**WHAT THE TASK ASKS:** Copy out the records again. Change nothing.

**INFORMATION PROVIDED:**
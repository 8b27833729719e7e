//! TCP listener with backpressure.
//!
//! # Responsibilities
//! - Bind to the configured address
//! - Accept incoming TCP connections
//! - Enforce max_connections via a semaphore

use std::net::SocketAddr;
use std::sync::Arc;

use thiserror::Error;
use tokio::net::{TcpListener, TcpStream};
use tokio::sync::{OwnedSemaphorePermit, Semaphore};

use crate::config::ListenerConfig;

#[derive(Debug, Error)]
pub enum ListenerError {
    #[error("failed to bind: {0}")]
    Bind(std::io::Error),
    #[error("failed to accept: {0}")]
    Accept(std::io::Error),
    #[error("listener closed")]
    Closed,
}

/// A TCP listener that limits concurrent connections.
///
/// When the limit is reached, `accept` waits until a slot is released.
pub struct Listener {
    inner: TcpListener,
    connection_limit: Arc<Semaphore>,
    max_connections: usize,
}

impl Listener {
    pub async fn bind(config: &ListenerConfig) -> Result<Self, ListenerError> {
        let addr: SocketAddr = config.bind_address.parse().map_err(|e| {
            ListenerError::Bind(std::io::Error::new(std::io::ErrorKind::InvalidInput, e))
        })?;

        let inner = TcpListener::bind(addr).await.map_err(ListenerError::Bind)?;
        let local_addr = inner.local_addr().map_err(ListenerError::Bind)?;

        tracing::info!(
            address = %local_addr,
            max_connections = config.max_connections,
            "Listener bound"
        );

        Ok(Self {
            inner,
            connection_limit: Arc::new(Semaphore::new(config.max_connections)),
            max_connections: config.max_connections,
        })
    }

    /// Accept a new connection, respecting the connection limit.
    ///
    /// The returned permit must be held for the connection's lifetime.
    pub async fn accept(&self) -> Result<(TcpStream, SocketAddr, ConnectionPermit), ListenerError> {
        // Acquire permit first (backpressure)
        let permit = self
            .connection_limit
            .clone()
            .acquire_owned()
            .await
            .map_err(|_| ListenerError::Closed)?;

        let (stream, addr) = self.inner.accept().await.map_err(ListenerError::Accept)?;

        tracing::debug!(
            peer_addr = %addr,
            available_permits = self.connection_limit.available_permits(),
            "Connection accepted"
        );

        Ok((stream, addr, ConnectionPermit { _permit: permit }))
    }

    pub fn local_addr(&self) -> Result<SocketAddr, std::io::Error> {
        self.inner.local_addr()
    }

    pub fn available_permits(&self) -> usize {
        self.connection_limit.available_permits()
    }

    pub fn max_connections(&self) -> usize {
        self.max_connections
    }
}

/// A connection slot, released back to the listener on drop.
#[derive(Debug)]
pub struct ConnectionPermit {
    _permit: OwnedSemaphorePermit,
}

**WRITTEN RESPONSE:**
repository 8b27833729719e7e
//! TCP listener with backpressure.
//!
//! # Responsibilities
//! - Bind to the configured address
//! - Accept incoming TCP connections
//! - Enforce max_connections via a semaphore

use std::net::SocketAddr;
use std::sync::Arc;

use thiserror::Error;
use tokio::net::{TcpListener, TcpStream};
use tokio::sync::{OwnedSemaphorePermit, Semaphore};

use crate::config::ListenerConfig;

#[derive(Debug, Error)]
pub enum ListenerError {
    #[error("failed to bind: {0}")]
    Bind(std::io::Error),
    #[error("failed to accept: {0}")]
    Accept(std::io::Error),
    #[error("listener closed")]
    Closed,
}

/// A TCP listener that limits concurrent connections.
///
/// When the limit is reached, `accept` waits until a slot is released.
pub struct Listener {
    inner: TcpListener,
    connection_limit: Arc<Semaphore>,
    max_connections: usize,
}

impl Listener {
    pub async fn bind(config: &ListenerConfig) -> Result<Self, ListenerError> {
        let addr: SocketAddr = config.bind_address.parse().map_err(|e| {
            ListenerError::Bind(std::io::Error::new(std::io::ErrorKind::InvalidInput, e))
        })?;

        let inner = TcpListener::bind(addr).await.map_err(ListenerError::Bind)?;
        let local_addr = inner.local_addr().map_err(ListenerError::Bind)?;

        tracing::info!(
            address = %local_addr,
            max_connections = config.max_connections,
            "Listener bound"
        );

        Ok(Self {
            inner,
            connection_limit: Arc::new(Semaphore::new(config.max_connections)),
            max_connections: config.max_connections,
        })
    }

    /// Accept a new connection, respecting the connection limit.
    ///
    /// The returned permit must be held for the connection's lifetime.
    pub async fn accept(&self) -> Result<(TcpStream, SocketAddr, ConnectionPermit), ListenerError> {
        // Acquire permit first (backpressure)
        let permit = self
            .connection_limit
            .clone()
            .acquire_owned()
            .await
            .map_err(|_| ListenerError::Closed)?;

        let (stream, addr) = self.inner.accept().await.map_err(ListenerError::Accept)?;

        tracing::debug!(
            peer_addr = %addr,
            available_permits = self.connection_limit.available_permits(),
            "Connection accepted"
        );

        Ok((stream, addr, ConnectionPermit { _permit: permit }))
    }

    pub fn local_addr(&self) -> Result<SocketAddr, std::io::Error> {
        self.inner.local_addr()
    }

    pub fn available_permits(&self) -> usize {
        self.connection_limit.available_permits()
    }

    pub fn max_connections(&self) -> usize {
        self.max_connections
    }
}

/// A connection slot, released back to the listener on drop.
#[derive(Debug)]
pub struct ConnectionPermit {
    _permit: OwnedSemaphorePermit,
}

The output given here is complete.